By Joyce Remi-Babayeju
The United Nations Children’s Fund, UNICEF, said Nigeria’s post COVID-19 routine immunization fall puts children at the risk of disease outbreaks.
A new data released by WHO and UNICEF yesterday, revealed that despite the rebounding of immunization services in some countries, low and medium income countries like Nigeria still fall short of pre-pandemic levels, thereby putting children at grave risk from disease outbreaks.
Presently, childhood immunization coverage in Nigeria is underway through the big catch-up in line with the global immunization catch up strategy, which is targeting its 2.2 million zero dose children, WHO/ UNICEF said.
The WHO, UNICEF data also revealed that in 2022, 20.5 million children missed out on one or more vaccines during routine immunization exercise, compared to 24.4 million children in 2021.
Despite this improvement, the number remains higher than the 18.4 million children who missed out in 2019 before pandemic-related disruptions, underscoring the need for ongoing catch-up, recovery, and system strengthening efforts.
The vaccine against diphtheria, tetanus, and pertussis (DTP) is used as the global marker for immunization coverage.
Of the 20.5 million children who missed out on one or more doses of their DTP vaccines in 2022, 14.3 children million did not receive a single dose.
The frequency represents an improvement from the 18.1 million zero-dose children in 2021 but remains higher than the 12.9 million children in 2019.

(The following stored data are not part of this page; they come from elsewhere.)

//! Error types for commuter
//!
//! Provides structured error handling with context and proper error chains.

use std::path::PathBuf;
use thiserror::Error;

/// Main error type for commuter
#[derive(Error, Debug)]
pub enum CommuterError {
    /// A required field was not supplied
    #[error("missing required field: {field}")]
    MissingField { field: String },

    /// Mutually exclusive inputs were supplied together
    #[error("conflicting input: {message}")]
    ConflictingInput { message: String },

    /// No travel mode was selected for a commute
    #[error("no travel mode selected")]
    NoTransportSelected,

    /// Errors from the duration/geocoding provider
    #[error("provider error: {message}")]
    Provider {
        message: String,
        #[source]
        source: Option<Box<dyn std::error::Error + Send + Sync>>,
    },

    /// Persistent storage errors
    #[error("storage error: {operation} failed on {path}")]
    Storage {
        operation: String,
        path: PathBuf,
        #[source]
        source: Option<Box<dyn std::error::Error + Send + Sync>>,
    },

    /// Interactive input errors
    #[error("input error")]
    Input {
        #[source]
        source: std::io::Error,
    },

    /// Malformed command-line flags; carries clap's usage message
    #[error(transparent)]
    Usage(#[from] clap::Error),
}

impl CommuterError {
    /// Create a new missing-field error
    pub fn missing_field(field: impl Into<String>) -> Self {
        Self::MissingField {
            field: field.into(),
        }
    }

    /// Create a new conflicting-input error
    pub fn conflicting_input(message: impl Into<String>) -> Self {
        Self::ConflictingInput {
            message: message.into(),
        }
    }

    /// Create a new provider error
    pub fn provider(message: impl Into<String>) -> Self {
        Self::Provider {
            message: message.into(),
            source: None,
        }
    }

    /// Create a new provider error with an underlying cause
    pub fn provider_with(
        message: impl Into<String>,
        source: impl std::error::Error + Send + Sync + 'static,
    ) -> Self {
        Self::Provider {
            message: message.into(),
            source: Some(Box::new(source)),
        }
    }

    /// Create a new storage error
    pub fn storage<P: Into<PathBuf>>(
        operation: impl Into<String>,
        path: P,
        source: impl std::error::Error + Send + Sync + 'static,
    ) -> Self {
        Self::Storage {
            operation: operation.into(),
            path: path.into(),
            source: Some(Box::new(source)),
        }
    }

    /// Create a new interactive-input error
    pub fn input(source: std::io::Error) -> Self {
        Self::Input { source }
    }
}

/// Result type alias for convenience
pub type Result<T> = std::result::Result<T, CommuterError>;
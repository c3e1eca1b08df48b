//! Google Maps client implementing the provider traits
//!
//! Durations come from the Distance Matrix endpoint, the device position
//! from the Geolocation endpoint. Both are plain JSON over HTTPS.

use crate::error::{CommuterError, Result};
use crate::geo::types::{Durationer, Locator, TravelMode};
use reqwest::blocking::Client;
use serde::Deserialize;
use serde_json::json;
use std::time::Duration;
use tracing::debug;

const DISTANCE_MATRIX_URL: &str = "https://maps.googleapis.com/maps/api/distancematrix/json";
const GEOLOCATE_URL: &str = "https://www.googleapis.com/geolocation/v1/geolocate";

const REQUEST_TIMEOUT: Duration = Duration::from_secs(30);
const USER_AGENT: &str = concat!("commuter/", env!("CARGO_PKG_VERSION"));

#[derive(Debug, Deserialize)]
struct DistanceMatrixResponse {
    status: String,
    error_message: Option<String>,
    #[serde(default)]
    rows: Vec<DistanceMatrixRow>,
}

#[derive(Debug, Deserialize)]
struct DistanceMatrixRow {
    #[serde(default)]
    elements: Vec<DistanceMatrixElement>,
}

#[derive(Debug, Deserialize)]
struct DistanceMatrixElement {
    status: String,
    duration: Option<DurationValue>,
}

#[derive(Debug, Deserialize)]
struct DurationValue {
    /// Seconds
    value: u64,
}

#[derive(Debug, Deserialize)]
struct GeolocationResponse {
    location: GeolocationPoint,
}

#[derive(Debug, Deserialize)]
struct GeolocationPoint {
    lat: f64,
    lng: f64,
}

/// Google Maps API client. Cheap to clone; the underlying HTTP client
/// is shared.
#[derive(Debug, Clone)]
pub struct MapsRouter {
    client: Client,
    api_key: String,
}

impl MapsRouter {
    /// Create a router for the given API key. A blank key is rejected
    /// here so that resolution fails before any command is constructed.
    pub fn new(api_key: &str) -> Result<Self> {
        if api_key.trim().is_empty() {
            return Err(CommuterError::provider("API key must not be empty"));
        }

        let client = Client::builder()
            .timeout(REQUEST_TIMEOUT)
            .user_agent(USER_AGENT)
            .build()
            .map_err(|e| CommuterError::provider_with("failed to create HTTP client", e))?;

        Ok(Self {
            client,
            api_key: api_key.to_string(),
        })
    }
}

impl Durationer for MapsRouter {
    fn duration(&self, from: &str, to: &str, mode: TravelMode) -> Result<Duration> {
        debug!("requesting {mode} duration from {from:?} to {to:?}");

        let response = self
            .client
            .get(DISTANCE_MATRIX_URL)
            .query(&[
                ("origins", from),
                ("destinations", to),
                ("mode", mode.api_mode()),
                ("key", self.api_key.as_str()),
            ])
            .send()
            .and_then(|r| r.error_for_status())
            .map_err(|e| CommuterError::provider_with("distance matrix request failed", e))?;

        let body: DistanceMatrixResponse = response
            .json()
            .map_err(|e| CommuterError::provider_with("malformed distance matrix response", e))?;

        if body.status != "OK" {
            let detail = body.error_message.unwrap_or_default();
            return Err(CommuterError::provider(format!(
                "distance matrix returned {}: {detail}",
                body.status
            )));
        }

        let element = body
            .rows
            .first()
            .and_then(|row| row.elements.first())
            .ok_or_else(|| CommuterError::provider("empty distance matrix response"))?;

        if element.status != "OK" {
            return Err(CommuterError::provider(format!(
                "no {mode} route between {from:?} and {to:?} ({})",
                element.status
            )));
        }

        let seconds = element
            .duration
            .as_ref()
            .ok_or_else(|| CommuterError::provider("distance matrix element has no duration"))?
            .value;

        Ok(Duration::from_secs(seconds))
    }
}

impl Locator for MapsRouter {
    fn current_location(&self) -> Result<(f64, f64)> {
        debug!("requesting current location");

        let response = self
            .client
            .post(GEOLOCATE_URL)
            .query(&[("key", self.api_key.as_str())])
            .json(&json!({ "considerIp": true }))
            .send()
            .and_then(|r| r.error_for_status())
            .map_err(|e| CommuterError::provider_with("geolocation request failed", e))?;

        let body: GeolocationResponse = response
            .json()
            .map_err(|e| CommuterError::provider_with("malformed geolocation response", e))?;

        Ok((body.location.lat, body.location.lng))
    }
}
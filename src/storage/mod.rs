//! Persistent storage for configuration and named locations

pub mod file;

pub use file::FileStore;

use crate::config::{Configuration, Locations};
use crate::error::Result;

/// Persists and retrieves the two record types the application keeps:
/// the provider configuration and the named-location table.
///
/// "No data yet" is not an error: a missing configuration loads as
/// `None` and a missing location table loads as an empty table.
pub trait StorageProvider {
    /// Load the stored configuration, if any
    fn load_configuration(&self) -> Result<Option<Configuration>>;

    /// Persist the configuration
    fn save_configuration(&self, configuration: &Configuration) -> Result<()>;

    /// Load the named-location table, empty if none has been stored
    fn load_locations(&self) -> Result<Locations>;

    /// Persist the named-location table
    fn save_locations(&self, locations: &Locations) -> Result<()>;
}
pub mod commands;
pub mod config;
pub mod logging;
pub mod services;

pub use config::AppConfig;
pub use services::{parse, RenderedBlock, SectionKind, SolutionParser};
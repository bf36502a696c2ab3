//! 数学内容改写流水线
//! 把后端返回的解题文本改写成排版引擎（MathJax）可直接渲染的规范标记

use regex::{Captures, Regex};
use std::sync::OnceLock;

/// 默认换行标记，渲染面板不识别普通换行符
pub const DEFAULT_LINE_BREAK: &str = "<br>";

/// 单条改写规则
///
/// 规则之间相互独立，按 [`PIPELINE`] 中的顺序依次执行。
/// 后面的规则可能会匹配到前面规则产生的文本，所以顺序不能调换。
#[derive(Debug, Clone, Copy, PartialEq, Eq)]
pub enum RewriteRule {
    /// 去掉所有 `**` 加粗标记
    StripEmphasis,
    /// `align*` 环境改写为包在 `\[ \]` 中的 `aligned` 环境
    AlignEnvironment,
    /// 规范化 `\( \)` 与 `\[ \]` 定界符，仅匹配单行
    MathDelimiters,
    /// 保留 `\sin`、`\cos`、`\tan`
    TrigFunctions,
    /// 按单层花括号重新校验 `\frac{a}{b}`
    Fractions,
    /// 单字符上下标补全花括号：`_x` → `_{x}`，`^x` → `^{x}`
    ScriptBraces,
    /// 保留 `\approx`、`\times`
    Operators,
    /// 编号条目前插入换行
    NumberedItems,
    /// 普通换行符替换为换行标记
    LineBreaks,
}

/// 固定的规则执行顺序
pub const PIPELINE: [RewriteRule; 9] = [
    RewriteRule::StripEmphasis,
    RewriteRule::AlignEnvironment,
    RewriteRule::MathDelimiters,
    RewriteRule::TrigFunctions,
    RewriteRule::Fractions,
    RewriteRule::ScriptBraces,
    RewriteRule::Operators,
    RewriteRule::NumberedItems,
    RewriteRule::LineBreaks,
];

fn inline_math_pattern() -> &'static Regex {
    static RE: OnceLock<Regex> = OnceLock::new();
    RE.get_or_init(|| Regex::new(r"\\\((.*?)\\\)").unwrap())
}

fn display_math_pattern() -> &'static Regex {
    static RE: OnceLock<Regex> = OnceLock::new();
    RE.get_or_init(|| Regex::new(r"\\\[(.*?)\\\]").unwrap())
}

fn trig_pattern() -> &'static Regex {
    static RE: OnceLock<Regex> = OnceLock::new();
    RE.get_or_init(|| Regex::new(r"\\(sin|cos|tan)").unwrap())
}

fn fraction_pattern() -> &'static Regex {
    static RE: OnceLock<Regex> = OnceLock::new();
    RE.get_or_init(|| Regex::new(r"\\frac\{([^}]*)\}\{([^}]*)\}").unwrap())
}

fn subscript_pattern() -> &'static Regex {
    static RE: OnceLock<Regex> = OnceLock::new();
    RE.get_or_init(|| Regex::new(r"_([A-Za-z0-9_])").unwrap())
}

fn superscript_pattern() -> &'static Regex {
    static RE: OnceLock<Regex> = OnceLock::new();
    RE.get_or_init(|| Regex::new(r"\^([A-Za-z0-9_])").unwrap())
}

fn operator_pattern() -> &'static Regex {
    static RE: OnceLock<Regex> = OnceLock::new();
    RE.get_or_init(|| Regex::new(r"\\(approx|times)").unwrap())
}

fn numbered_item_pattern() -> &'static Regex {
    static RE: OnceLock<Regex> = OnceLock::new();
    RE.get_or_init(|| Regex::new(r"([0-9]+\.)\s").unwrap())
}

impl RewriteRule {
    /// 规则名称，用于日志和命令输出
    pub fn name(&self) -> &'static str {
        match self {
            RewriteRule::StripEmphasis => "strip_emphasis",
            RewriteRule::AlignEnvironment => "align_environment",
            RewriteRule::MathDelimiters => "math_delimiters",
            RewriteRule::TrigFunctions => "trig_functions",
            RewriteRule::Fractions => "fractions",
            RewriteRule::ScriptBraces => "script_braces",
            RewriteRule::Operators => "operators",
            RewriteRule::NumberedItems => "numbered_items",
            RewriteRule::LineBreaks => "line_breaks",
        }
    }

    /// 对文本执行本规则，不匹配时原样返回
    pub fn apply(&self, text: &str, line_break: &str) -> String {
        match self {
            RewriteRule::StripEmphasis => text.replace("**", ""),
            RewriteRule::AlignEnvironment => text
                .replace(r"\begin{align*}", r"\[\begin{aligned}")
                .replace(r"\end{align*}", r"\end{aligned}\]"),
            RewriteRule::MathDelimiters => {
                let result = inline_math_pattern().replace_all(text, r"\(${1}\)");
                display_math_pattern()
                    .replace_all(&result, r"\[${1}\]")
                    .into_owned()
            }
            RewriteRule::TrigFunctions => trig_pattern().replace_all(text, r"\${1}").into_owned(),
            RewriteRule::Fractions => fraction_pattern()
                .replace_all(text, r"\frac{${1}}{${2}}")
                .into_owned(),
            RewriteRule::ScriptBraces => {
                let result = subscript_pattern().replace_all(text, "_{${1}}");
                superscript_pattern()
                    .replace_all(&result, "^{${1}}")
                    .into_owned()
            }
            RewriteRule::Operators => operator_pattern().replace_all(text, r"\${1}").into_owned(),
            RewriteRule::NumberedItems => numbered_item_pattern()
                .replace_all(text, |caps: &Captures| {
                    format!("{}{} ", line_break, &caps[1])
                })
                .into_owned(),
            RewriteRule::LineBreaks => text.replace('\n', line_break),
        }
    }
}

/// 按固定顺序执行全部改写规则
pub fn rewrite(text: &str, line_break: &str) -> String {
    PIPELINE.iter().fold(text.to_string(), |acc, rule| {
        let next = rule.apply(&acc, line_break);
        if next != acc {
            log::trace!("改写规则 {} 生效", rule.name());
        }
        next
    })
}
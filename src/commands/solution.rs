//! 解题渲染命令
//! 提供给前端调用的渲染接口，失败时返回错误描述字符串

use crate::config::AppConfig;
use crate::services::html::{render_fragment, HtmlRenderConfig};
use crate::services::parser::{RenderedBlock, RenderedSolution, SolutionParser};
use crate::services::rewrite::PIPELINE;
use futures::future::join_all;
use serde::{Deserialize, Serialize};
use std::sync::Arc;

/// 渲染状态，所有命令共享
#[derive(Debug, Clone, Default)]
pub struct RendererState {
    pub parser: Arc<SolutionParser>,
    pub html: HtmlRenderConfig,
}

impl RendererState {
    pub fn from_config(config: &AppConfig) -> Self {
        Self {
            parser: Arc::new(SolutionParser::with_config(config.parser.clone())),
            html: config.html.clone(),
        }
    }
}

/// 渲染单个解答
pub async fn render_solution(
    state: &RendererState,
    content: String,
    problem: Option<String>,
) -> Result<RenderedSolutionDto, String> {
    let solution = state.parser.render(problem.as_deref(), &content);
    Ok(solution.into())
}

/// 渲染为 HTML 片段
pub async fn render_solution_html(
    state: &RendererState,
    content: String,
) -> Result<String, String> {
    let blocks = state.parser.parse(&content);
    Ok(render_fragment(&blocks))
}

/// 批量渲染，每个解答在独立的阻塞任务中解析，结果顺序与输入一致
pub async fn render_solutions(
    state: &RendererState,
    inputs: Vec<SolutionInput>,
) -> Result<Vec<RenderedSolutionDto>, String> {
    let tasks = inputs.into_iter().map(|input| {
        let parser = Arc::clone(&state.parser);
        tokio::task::spawn_blocking(move || {
            parser.render(input.problem.as_deref(), &input.content)
        })
    });

    let mut results = Vec::new();
    for joined in join_all(tasks).await {
        let solution = joined.map_err(|e| format!("渲染任务失败: {}", e))?;
        results.push(solution.into());
    }

    log::debug!("批量渲染完成，共 {} 个解答", results.len());
    Ok(results)
}

/// 只执行数学内容改写
pub async fn rewrite_math(
    state: &RendererState,
    content: String,
) -> Result<String, String> {
    Ok(state.parser.rewrite(&content))
}

/// 按执行顺序列出改写规则
pub async fn list_rewrite_rules() -> Result<Vec<String>, String> {
    Ok(PIPELINE.iter().map(|rule| rule.name().to_string()).collect())
}

// ==================== DTO 类型定义 ====================

/// 解答输入 DTO
#[derive(Debug, Clone, Serialize, Deserialize)]
pub struct SolutionInput {
    pub content: String,
    pub problem: Option<String>,
}

/// 渲染块 DTO
#[derive(Debug, Clone, Serialize, Deserialize)]
pub struct RenderedBlockDto {
    pub kind: String,
    pub title: Option<String>,
    pub body: String,
}

impl From<RenderedBlock> for RenderedBlockDto {
    fn from(b: RenderedBlock) -> Self {
        Self {
            kind: b.kind.as_str().to_string(),
            title: b.title,
            body: b.body,
        }
    }
}

/// 渲染结果 DTO
#[derive(Debug, Clone, Serialize, Deserialize)]
pub struct RenderedSolutionDto {
    pub id: String,
    pub problem: Option<String>,
    pub blocks: Vec<RenderedBlockDto>,
    pub total_blocks: usize,
    pub step_count: usize,
    pub has_problem_statement: bool,
    pub has_final_answer: bool,
    pub rendered_at: String,
}

impl From<RenderedSolution> for RenderedSolutionDto {
    fn from(s: RenderedSolution) -> Self {
        Self {
            id: s.id,
            problem: s.problem,
            blocks: s.blocks.into_iter().map(Into::into).collect(),
            total_blocks: s.metadata.total_blocks,
            step_count: s.metadata.step_count,
            has_problem_statement: s.metadata.has_problem_statement,
            has_final_answer: s.metadata.has_final_answer,
            rendered_at: s.metadata.rendered_at.to_rfc3339(),
        }
    }
}

#[cfg(test)]
mod tests {
    use super::*;

    const SOLUTION: &str = "**Problem Statement:** Solve 2x = 4\n**Step 1:** Divide by 2\n**Final Answer:** x = 2";

    #[tokio::test]
    async fn test_render_solution() {
        let state = RendererState::default();
        let result = render_solution(&state, SOLUTION.to_string(), Some("2x = 4".to_string())).await;
        assert!(result.is_ok());

        let dto = result.unwrap();
        assert_eq!(dto.problem.as_deref(), Some("2x = 4"));
        assert_eq!(dto.total_blocks, 3);
        assert_eq!(dto.step_count, 1);
        assert!(dto.has_problem_statement);
        assert!(dto.has_final_answer);
        let kinds: Vec<&str> = dto.blocks.iter().map(|b| b.kind.as_str()).collect();
        assert_eq!(kinds, vec!["problem", "step", "final_answer"]);
        assert!(chrono::DateTime::parse_from_rfc3339(&dto.rendered_at).is_ok());
    }

    #[tokio::test]
    async fn test_render_solution_html() {
        let state = RendererState::default();
        let html = render_solution_html(&state, SOLUTION.to_string()).await.unwrap();
        assert!(html.contains("<h3>Step 1:</h3>"));
    }

    #[tokio::test]
    async fn test_render_solutions_keeps_order() {
        let state = RendererState::default();
        let inputs = vec![
            SolutionInput { content: "**Step 1:** a".to_string(), problem: None },
            SolutionInput { content: String::new(), problem: Some("empty".to_string()) },
            SolutionInput { content: "**Final Answer:** b".to_string(), problem: None },
        ];

        let results = render_solutions(&state, inputs).await.unwrap();
        assert_eq!(results.len(), 3);
        assert_eq!(results[0].blocks[0].kind, "step");
        assert!(results[1].blocks.is_empty());
        assert_eq!(results[1].problem.as_deref(), Some("empty"));
        assert!(!results[0].has_problem_statement);
        assert_eq!(results[2].blocks[0].kind, "final_answer");
    }

    #[tokio::test]
    async fn test_rewrite_math_uses_config() {
        let mut config = AppConfig::default();
        config.parser.line_break = "<br/>".to_string();
        let state = RendererState::from_config(&config);

        let rewritten = rewrite_math(&state, "x_1\ny^2".to_string()).await.unwrap();
        assert_eq!(rewritten, "x_{1}<br/>y^{2}");
    }

    #[tokio::test]
    async fn test_list_rewrite_rules() {
        let rules = list_rewrite_rules().await.unwrap();
        assert_eq!(rules.len(), 9);
        assert_eq!(rules[5], "script_braces");
    }
}
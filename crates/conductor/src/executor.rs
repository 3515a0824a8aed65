// SPDX-License-Identifier: AGPL-3.0-only
// Copyright (C) 2024 Jonathan Lee
// This program is free software: you can redistribute it and/or modify
// it under the terms of the GNU Affero General Public License version 3
// as published by the Free Software Foundation.
// This program is distributed in the hope that it will be useful,
// but WITHOUT ANY WARRANTY; without even the implied warranty of
// MERCHANTABILITY or FITNESS FOR A PARTICULAR PURPOSE.
// See the GNU Affero General Public License for more details.
// You should have received a copy of the GNU Affero General Public License
// along with this program. If not, see https://www.gnu.org/licenses/.

use crate::plan::{ExecutionPlan, TaskOperation};
use tally::{AnalysisResults, Analyst, Dataset, TaskOutcome, Visualizer};
use tracing::{info, warn};

#[derive(Debug, Clone, Default)]
pub struct ExecutionOutcome {
    pub results: AnalysisResults,
    /// One agent name per executed task, in execution order.
    pub agents_used: Vec<String>,
}

/// Runs plan tasks in order against the analyst and visualizer adapters.
///
/// A failing task is recorded as an error outcome and the plan carries on.
/// Outcomes sharing a key overwrite earlier ones.
#[derive(Debug, Clone, Default)]
pub struct TaskExecutor {
    analyst: Analyst,
    visualizer: Visualizer,
}

impl TaskExecutor {
    pub fn new(analyst: Analyst, visualizer: Visualizer) -> Self {
        Self {
            analyst,
            visualizer,
        }
    }

    pub fn run(&self, plan: &ExecutionPlan, dataset: &Dataset) -> ExecutionOutcome {
        let mut outcome = ExecutionOutcome::default();
        for task in &plan.tasks {
            info!(agent = %task.agent, action = %task.action, "Dispatching task");
            outcome.agents_used.push(task.agent.to_string());
            let result = match &task.operation {
                TaskOperation::Analysis(request) => self
                    .analyst
                    .analyze(dataset, request)
                    .unwrap_or_else(|e| {
                        warn!(
                            action = %task.action,
                            category = e.category(),
                            error = %e,
                            "Analysis task failed"
                        );
                        TaskOutcome::error(e.to_string())
                    }),
                TaskOperation::Visualization(request) => {
                    self.visualizer.visualize(dataset, request)
                }
            };
            let key = task.result_key();
            if outcome.results.insert(key, result).is_some() {
                warn!(key, "Result overwritten by a later task");
            }
        }
        outcome
    }
}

Furthermore, Vaccination against measles – one of the most infectious pathogens – has not recovered from the post COVID-19 pandemic as well as other vaccines, putting an additional 35.2 million children at risk of measles infection.
First dose measles coverage increased to 83 percent in 2022 from 81 percent in 2021 but remained lower than the 86 percent achieved in 2019.
Last year, 21.9 million children missed the routine measle’s vaccination in their first year of life—2.7 million more than in 2019 – while an additional 13.3 million did not receive their second dose, placing children in under-vaccinated communities at risk of outbreaks.